Amanda McMillen, “Disappointing Bodies & Eternal Hope”

I have a very annoying intrusive thought (are you familiar with intrusive thoughts?)  It’s something that you think about almost obsessively that you wish you didn’t, an image or thought that just comes to you suddenly and takes your attention away from whatever it is you were doing. Well, my intrusive thought, everytime I walk up to the pulpit, everytime I walk across the chancel here, or down the aisle, is that I am most certainly going to trip on something (who knows what, myself? A step? This robe? Doesn’t matter, it could be nothing) but I am certainly going to trip and fall flat on my face.


And I have good reason to fear this, I think. At home, I have a kitten who follows me around and bites at my ankles and I often trip over her, trying to avoid stepping on her, falling into a wall or table; I’ve missed stairs going down a staircase, I’ve missed stairs going up a staircase, I don’t know what it is but the idea of tripping and falling is always close to top of mind for me in my daily life.


Ultimately, though, I have to get on with my life and trust that if I were to trip and fall, my arms or something would hopefully find a way to break my fall. I can’t be constantly thinking about falling or I would never get out of bed each day for fear of each step. At the end of the day, I must find a way to trust my own body step by step.

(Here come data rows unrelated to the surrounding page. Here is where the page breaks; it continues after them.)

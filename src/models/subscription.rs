use chrono::NaiveDateTime;
use serde::{Deserialize, Serialize};

use crate::entities::{plans, subscriptions};

/// Stored subscription status. Not an activity predicate: an ACTIVE row
/// whose end_date has passed is reported inactive by the resolver without
/// being transitioned here.
#[derive(Debug, Clone, Copy, PartialEq, Eq, Serialize, Deserialize)]
#[serde(rename_all = "SCREAMING_SNAKE_CASE")]
pub enum SubscriptionStatus {
    Active,
    Expired,
    Cancelled,
}

impl std::fmt::Display for SubscriptionStatus {
    fn fmt(&self, f: &mut std::fmt::Formatter<'_>) -> std::fmt::Result {
        match self {
            SubscriptionStatus::Active => write!(f, "ACTIVE"),
            SubscriptionStatus::Expired => write!(f, "EXPIRED"),
            SubscriptionStatus::Cancelled => write!(f, "CANCELLED"),
        }
    }
}

impl std::str::FromStr for SubscriptionStatus {
    type Err = String;

    fn from_str(s: &str) -> Result<Self, Self::Err> {
        match s.to_uppercase().as_str() {
            "ACTIVE" => Ok(SubscriptionStatus::Active),
            "EXPIRED" => Ok(SubscriptionStatus::Expired),
            "CANCELLED" => Ok(SubscriptionStatus::Cancelled),
            _ => Err(format!("Unknown subscription status: {}", s)),
        }
    }
}

/// Subscription joined with its plan, as returned to the presentation layer
#[derive(Debug, Clone, Serialize, Deserialize)]
pub struct SubscriptionSnapshot {
    pub id: i32,
    pub plan_id: i32,
    pub plan_name: String,
    pub status: String,
    pub is_active: bool,
    pub start_date: NaiveDateTime,
    #[serde(skip_serializing_if = "Option::is_none")]
    pub end_date: Option<NaiveDateTime>,
    pub days_left: i64,
    pub daily_limit: i32,
    pub weekly_limit: i32,
    pub yearly_limit: i32,
}

impl SubscriptionSnapshot {
    pub fn new(
        subscription: &subscriptions::Model,
        plan: &plans::Model,
        is_active: bool,
        days_left: i64,
    ) -> Self {
        Self {
            id: subscription.id,
            plan_id: plan.id,
            plan_name: plan.name.clone(),
            status: subscription.status.clone(),
            is_active,
            start_date: subscription.start_date,
            end_date: subscription.end_date,
            days_left,
            daily_limit: plan.daily_limit,
            weekly_limit: plan.weekly_limit,
            yearly_limit: plan.yearly_limit,
        }
    }
}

In what ways do you trust your own body? I know that I put a lot of trust in my body, besides just getting me up the stairs to this pulpit this morning without falling. I trust my body to digest my food, I trust it to think of solutions to problems as they arise, to grow a child that I cannot see, to move me from point A to point B with my various bones and muscles and joints and ligaments. In many ways, our bodies are made to be trusted (it’s our only choice!) so that we can get on with our daily lives as God’s creatures.

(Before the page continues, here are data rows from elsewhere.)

use sea_orm_migration::prelude::*;

#[derive(DeriveMigrationName)]
pub struct Migration;

#[async_trait::async_trait]
impl MigrationTrait for Migration {
    async fn up(&self, manager: &SchemaManager) -> Result<(), DbErr> {
        manager
            .create_table(
                Table::create()
                    .table(ReferralWallets::Table)
                    .if_not_exists()
                    .col(
                        ColumnDef::new(ReferralWallets::Id)
                            .integer()
                            .not_null()
                            .auto_increment()
                            .primary_key(),
                    )
                    .col(
                        ColumnDef::new(ReferralWallets::VendorId)
                            .uuid()
                            .not_null()
                            .unique_key(),
                    )
                    .col(
                        ColumnDef::new(ReferralWallets::AvailableBalance)
                            .decimal_len(12, 2)
                            .not_null()
                            .default("0"),
                    )
                    .col(
                        ColumnDef::new(ReferralWallets::PendingBalance)
                            .decimal_len(12, 2)
                            .not_null()
                            .default("0"),
                    )
                    // Amounts held by open cashout requests
                    .col(
                        ColumnDef::new(ReferralWallets::ReservedBalance)
                            .decimal_len(12, 2)
                            .not_null()
                            .default("0"),
                    )
                    .col(
                        ColumnDef::new(ReferralWallets::LifetimeEarned)
                            .decimal_len(12, 2)
                            .not_null()
                            .default("0"),
                    )
                    .col(
                        ColumnDef::new(ReferralWallets::LifetimePaidOut)
                            .decimal_len(12, 2)
                            .not_null()
                            .default("0"),
                    )
                    .col(
                        ColumnDef::new(ReferralWallets::CreatedAt)
                            .timestamp()
                            .not_null()
                            .default(SimpleExpr::Keyword(Keyword::CurrentTimestamp)),
                    )
                    .col(
                        ColumnDef::new(ReferralWallets::UpdatedAt)
                            .timestamp()
                            .not_null()
                            .default(SimpleExpr::Keyword(Keyword::CurrentTimestamp)),
                    )
                    .to_owned(),
            )
            .await
    }

    async fn down(&self, manager: &SchemaManager) -> Result<(), DbErr> {
        manager
            .drop_table(Table::drop().table(ReferralWallets::Table).to_owned())
            .await
    }
}

#[derive(Iden)]
enum ReferralWallets {
    Table,
    Id,
    VendorId,
    AvailableBalance,
    PendingBalance,
    ReservedBalance,
    LifetimeEarned,
    LifetimePaidOut,
    CreatedAt,
    UpdatedAt,
}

But the truth is, we are so often so disappointed in our bodies, aren’t we? Disappointed that they don’t respond to another new diet the way we’d like. Disappointed by their softness, even though softness is such a wonderful quality in other areas of our lives. I know I’m often disappointed by my brain that can’t remember the name of someone I literally just met (which is a really unfortunate quality for a minister).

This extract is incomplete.